Naughty, or rather 'Naughty- a report on pornography and erotica through the ages', to give the film its full title and M.O. holds more documentary worth, its part 360 degree snapshot of the early 70's off Piccadilly sex industry, part re-enactments of the goings on of their Victorian predecessors and part report on the world's first pornographic film festival held at Amsterdam a year earlier.

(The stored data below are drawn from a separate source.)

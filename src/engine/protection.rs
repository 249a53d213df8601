//! Defensive protection values
//!
//! A tile is protected by the structure standing on it and by
//! structures and units on same-owner neighbor tiles. A unit does not
//! protect the tile it stands on. Neutral land is protected the same
//! way, which is what makes the neutral watchtowers on the default map
//! bite.

use crate::board::Board;
use crate::core::config::RuleConfig;
use crate::hex::OffsetCoord;
use ahash::AHashMap;

/// Protection of a single tile, computed from the live board
pub fn tile_protection(board: &Board, rules: &RuleConfig, coord: OffsetCoord) -> u32 {
    let owner = match board.owner_of(coord) {
        Some(owner) => owner,
        None => return 0,
    };

    let mut protection = board
        .structure_at(coord)
        .map_or(0, |kind| rules.structure_protection(kind));

    for neighbor in coord.neighbors() {
        if board.owner_of(neighbor) != Some(owner) {
            continue;
        }
        if let Some(kind) = board.structure_at(neighbor) {
            protection = protection.max(rules.structure_protection(kind));
        }
        if let Some(unit) = board.unit_at(neighbor) {
            if unit.owner == owner {
                protection = protection.max(unit.kind.power());
            }
        }
    }
    protection
}

/// Cache of protection values, recomputed in full after each applied
/// action rather than patched incrementally
#[derive(Debug, Clone, Default)]
pub struct ProtectionMap {
    values: AHashMap<OffsetCoord, u32>,
}

impl ProtectionMap {
    pub fn new() -> Self {
        Self::default()
    }

    /// Recompute protection for every tile on the board
    pub fn recompute(&mut self, board: &Board, rules: &RuleConfig) {
        self.values.clear();
        for (coord, _) in board.tiles() {
            self.values.insert(coord, tile_protection(board, rules, coord));
        }
    }

    /// Cached protection, 0 for off-map positions
    pub fn get(&self, coord: OffsetCoord) -> u32 {
        self.values.get(&coord).copied().unwrap_or(0)
    }

    pub fn len(&self) -> usize {
        self.values.len()
    }

    pub fn is_empty(&self) -> bool {
        self.values.is_empty()
    }
}
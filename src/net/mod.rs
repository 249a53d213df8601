//! Wire formats for client-server play
//!
//! Actions arrive as tagged JSON objects whose tag matches the client
//! event suffix (`capture`, `move`, `buildUnit`, ...). Snapshots carry
//! the full board as record lines so a client can always rebuild state
//! from scratch.

use crate::board::Board;
use crate::core::error::Result;
use crate::core::types::{PlayerId, StructureKind, UnitKind};
use crate::engine::GameAction;
use crate::hex::OffsetCoord;
use serde::{Deserialize, Serialize};

/// A player action as it appears on the wire
#[derive(Debug, Clone, Copy, PartialEq, Eq, Serialize, Deserialize)]
#[serde(tag = "type", rename_all = "camelCase")]
pub enum WireAction {
    /// Claim a tile for a new owner
    #[serde(rename_all = "camelCase")]
    Capture { row: i32, col: i32, owner: PlayerId },
    /// Move a unit between owned tiles
    #[serde(rename_all = "camelCase")]
    Move {
        from: OffsetCoord,
        to: OffsetCoord,
        unit_type: UnitKind,
    },
    /// Strike a defended tile from range
    #[serde(rename_all = "camelCase")]
    Attack {
        attacker: OffsetCoord,
        target: OffsetCoord,
        attacker_type: UnitKind,
    },
    /// Place a fresh unit on an owned tile
    #[serde(rename_all = "camelCase")]
    BuildUnit {
        row: i32,
        col: i32,
        unit_type: UnitKind,
    },
    /// Raise a structure on an owned tile
    #[serde(rename_all = "camelCase")]
    BuildStructure {
        row: i32,
        col: i32,
        building_type: StructureKind,
    },
}

impl WireAction {
    /// Translate into the engine's action form
    pub fn to_game_action(&self) -> GameAction {
        match *self {
            WireAction::Capture { row, col, owner } => GameAction::Capture {
                target: OffsetCoord::new(row, col),
                claimant: owner,
            },
            WireAction::Move {
                from,
                to,
                unit_type,
            } => GameAction::Move {
                from,
                to,
                unit_kind: unit_type,
            },
            WireAction::Attack {
                attacker,
                target,
                attacker_type,
            } => GameAction::Attack {
                attacker,
                target,
                attacker_kind: attacker_type,
            },
            WireAction::BuildUnit {
                row,
                col,
                unit_type,
            } => GameAction::BuildUnit {
                at: OffsetCoord::new(row, col),
                kind: unit_type,
            },
            WireAction::BuildStructure {
                row,
                col,
                building_type,
            } => GameAction::BuildStructure {
                at: OffsetCoord::new(row, col),
                kind: building_type,
            },
        }
    }

    pub fn from_json(json: &str) -> Result<Self> {
        Ok(serde_json::from_str(json)?)
    }

    pub fn to_json(&self) -> Result<String> {
        Ok(serde_json::to_string(self)?)
    }
}

/// Full board state as sent to clients
#[derive(Debug, Clone, PartialEq, Eq, Default, Serialize, Deserialize)]
#[serde(rename_all = "camelCase")]
pub struct GameSnapshot {
    /// Land records in row-major order
    pub land_data: Vec<String>,
    /// Unit records in row-major order
    pub unit_data: Vec<String>,
    pub started: bool,
}

impl GameSnapshot {
    pub fn from_board(board: &Board, started: bool) -> Self {
        Self {
            land_data: board.land_records().iter().map(|r| r.to_string()).collect(),
            unit_data: board.unit_records().iter().map(|r| r.to_string()).collect(),
            started,
        }
    }

    pub fn from_json(json: &str) -> Result<Self> {
        Ok(serde_json::from_str(json)?)
    }

    pub fn to_json(&self) -> Result<String> {
        Ok(serde_json::to_string(self)?)
    }
}
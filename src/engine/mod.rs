pub mod actions;
pub mod combat;
pub mod protection;
pub mod reachability;
pub mod regions;

pub use actions::{ActionOutcome, Game, GameAction};
pub use combat::{battle_outcome, BattleOutcome, RejectReason};
pub use protection::{tile_protection, ProtectionMap};
pub use reachability::{capturable_tiles, reachable_tiles};
pub use regions::{distribute_castles, find_regions, Region};
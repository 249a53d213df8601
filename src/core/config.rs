//! Tunable rule constants for the game engine
//!
//! Every match carries its own `RuleConfig`; there is no global config.
//! Values can be overridden from a TOML file, absent keys keep defaults.

use crate::core::error::DominationError;
use crate::core::types::StructureKind;
use std::path::Path;

/// Rule constants governing movement, protection and rooms
#[derive(Debug, Clone, PartialEq)]
pub struct RuleConfig {
    /// How many steps of owned territory a unit covers in one move
    pub movement_range: u32,

    /// Protection granted by a tower to its tile and same-owner neighbors
    pub tower_protection: u32,

    /// Protection granted by a strong tower
    pub strong_tower_protection: u32,

    /// Protection granted by a castle. Set to 0 to make castles
    /// purely territorial markers with no defensive value.
    pub castle_protection: u32,

    /// Smallest connected territory that counts as a region
    /// and is entitled to a castle
    pub min_region_tiles: usize,

    /// Smallest allowed room capacity
    pub min_room_capacity: u32,

    /// Largest allowed room capacity
    pub max_room_capacity: u32,

    /// Capacity used when a room is created without one
    pub default_room_capacity: u32,
}

impl Default for RuleConfig {
    fn default() -> Self {
        Self {
            movement_range: 4,
            tower_protection: 2,
            strong_tower_protection: 3,
            castle_protection: 1,
            min_region_tiles: 2,
            min_room_capacity: 2,
            max_room_capacity: 6,
            default_room_capacity: 4,
        }
    }
}

impl RuleConfig {
    pub fn new() -> Self {
        Self::default()
    }

    /// Protection contributed by a structure of the given kind
    pub fn structure_protection(&self, kind: StructureKind) -> u32 {
        match kind {
            StructureKind::House => 0,
            StructureKind::Tower => self.tower_protection,
            StructureKind::StrongTower => self.strong_tower_protection,
            StructureKind::Castle => self.castle_protection,
        }
    }

    /// Resolve a requested room capacity. Absent or zero requests fall
    /// back to the default, everything is clamped into the allowed band.
    pub fn clamp_capacity(&self, requested: Option<u32>) -> u32 {
        let wanted = match requested {
            None | Some(0) => self.default_room_capacity,
            Some(c) => c,
        };
        wanted.clamp(self.min_room_capacity, self.max_room_capacity)
    }

    /// Parse a TOML override file on top of the defaults
    pub fn from_toml_str(content: &str) -> Result<Self, DominationError> {
        let toml: toml::Value = content
            .parse()
            .map_err(|e| DominationError::ConfigError(format!("Invalid TOML: {}", e)))?;

        let mut config = RuleConfig::default();

        if let Some(v) = read_u32(&toml, "movement_range") {
            config.movement_range = v;
        }
        if let Some(v) = read_u32(&toml, "tower_protection") {
            config.tower_protection = v;
        }
        if let Some(v) = read_u32(&toml, "strong_tower_protection") {
            config.strong_tower_protection = v;
        }
        if let Some(v) = read_u32(&toml, "castle_protection") {
            config.castle_protection = v;
        }
        if let Some(v) = read_u32(&toml, "min_region_tiles") {
            config.min_region_tiles = v as usize;
        }
        if let Some(v) = read_u32(&toml, "min_room_capacity") {
            config.min_room_capacity = v;
        }
        if let Some(v) = read_u32(&toml, "max_room_capacity") {
            config.max_room_capacity = v;
        }
        if let Some(v) = read_u32(&toml, "default_room_capacity") {
            config.default_room_capacity = v;
        }

        config.validate().map_err(DominationError::ConfigError)?;
        Ok(config)
    }

    /// Load rule overrides from a file path
    pub fn load(path: &Path) -> Result<Self, DominationError> {
        let content = std::fs::read_to_string(path)?;
        Self::from_toml_str(&content)
    }

    /// Check that the constants describe a playable rule set
    pub fn validate(&self) -> Result<(), String> {
        if self.movement_range == 0 {
            return Err("movement_range must be at least 1".to_string());
        }
        if self.min_region_tiles == 0 {
            return Err("min_region_tiles must be at least 1".to_string());
        }
        if self.min_room_capacity == 0 {
            return Err("min_room_capacity must be at least 1".to_string());
        }
        if self.min_room_capacity > self.max_room_capacity {
            return Err(format!(
                "min_room_capacity {} exceeds max_room_capacity {}",
                self.min_room_capacity, self.max_room_capacity
            ));
        }
        Ok(())
    }
}

fn read_u32(toml: &toml::Value, key: &str) -> Option<u32> {
    toml.get(key)
        .and_then(|v| v.as_integer())
        .and_then(|v| u32::try_from(v).ok())
}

The 'do as I say don't do as I do' attitude and hypocrisy of the Victorian era is examined via Papa, a terrifying, Bible-bashing patriarch. A man leading a double life, Papa reads pornographic literature under a copy of The Times and gives ridiculous speeches about how self-abuse can lead to lunacy to his son before popping out to a whorehouse. Although its specifically addressing the Victorian era this segment contains many nuggets of truth regarding the British attitude to sex. Don't be fooled by the stiff upper lip stereotype the great British public will gobble up smut at any opportunity whether it be McGill seaside postcards, tabloid bust models or Come Play with Me, yet its as British to deny enjoying such things, or wear a beard of disapproval - its behavior true of anything from British sex film directors who claimed to hate filming sex scenes but turned out hardcore on the sly, to cranky dirty macs harassing snap happy tourists in Soho with "ere mate, you didn't just take a picture of me, did ja?" wanting no record of their Brewer Street antics. Naughty gets much comic mileage out of the Victorians but then throws it back in the audiences face by suggesting things may not have changed that much. Is the Victorian street hawker who stuffs porn up his sleeve when plod comes along a million miles from the sex shop owner the Naughty crew encounter who keeps some of the 'hard stuff' in a back room? Or hardworking 19th century nude photographer Henry Hayler to the similarly one man band operation of blue movie maker John Lindsay? Lindsay is seen filming his ten minute opus Sex After School. While Sylvia, the black star of Sex After School who later did TV work under a different name, gives off a naive vibe with statements along the lines of 'the body is a beautiful thing', her two co-stars are from a much tougher school of drifting, careerless people who've ended up in vice. The girl playing a pseudo-teenager seems on a depressive trip- she's interviewed still naked, nervously dragging on a cigarette and looks down allot, a vulnerable mess of a girl. In her interview she cites money as her sole motivation, she's been in this game three years and remembers having to get drunk to cope with getting through her first blue film, she describes herself as "not happy, but I'm not sad, just indifferent" you worry what became of her.

Just as Horace notes the difference in the openness in Soho compared to few years earlier, so there is a considerable jump in attitude from The Wife Swappers to Naughty. While The Wife Swappers bends over backwards to morally justify its existence, and as a result is now rich in unintentional comedy, Naughty is a much less hysterical piece of work, one that manages to name check or depict just about every kink worth mentioning in 1971 without resorting to finger pointing moralising. Granted it may not be as radical as the some of the outlaw characters on display like Lindsay but in Long's humorous way Naughty does at least quietly question why Britain shouldn't be allowed the same freedoms as Europe, whilst poking fun at moral guardians past and present. The film's pre-credit claims of being a neutral take on the subject at hand being only slightly called into question by its own press book which actively encouraged cinema owners to tip off their local version of Longford and Whitehouse about when and where the film is playing, "their predictable reactions through the local media can only boost its business potential even more".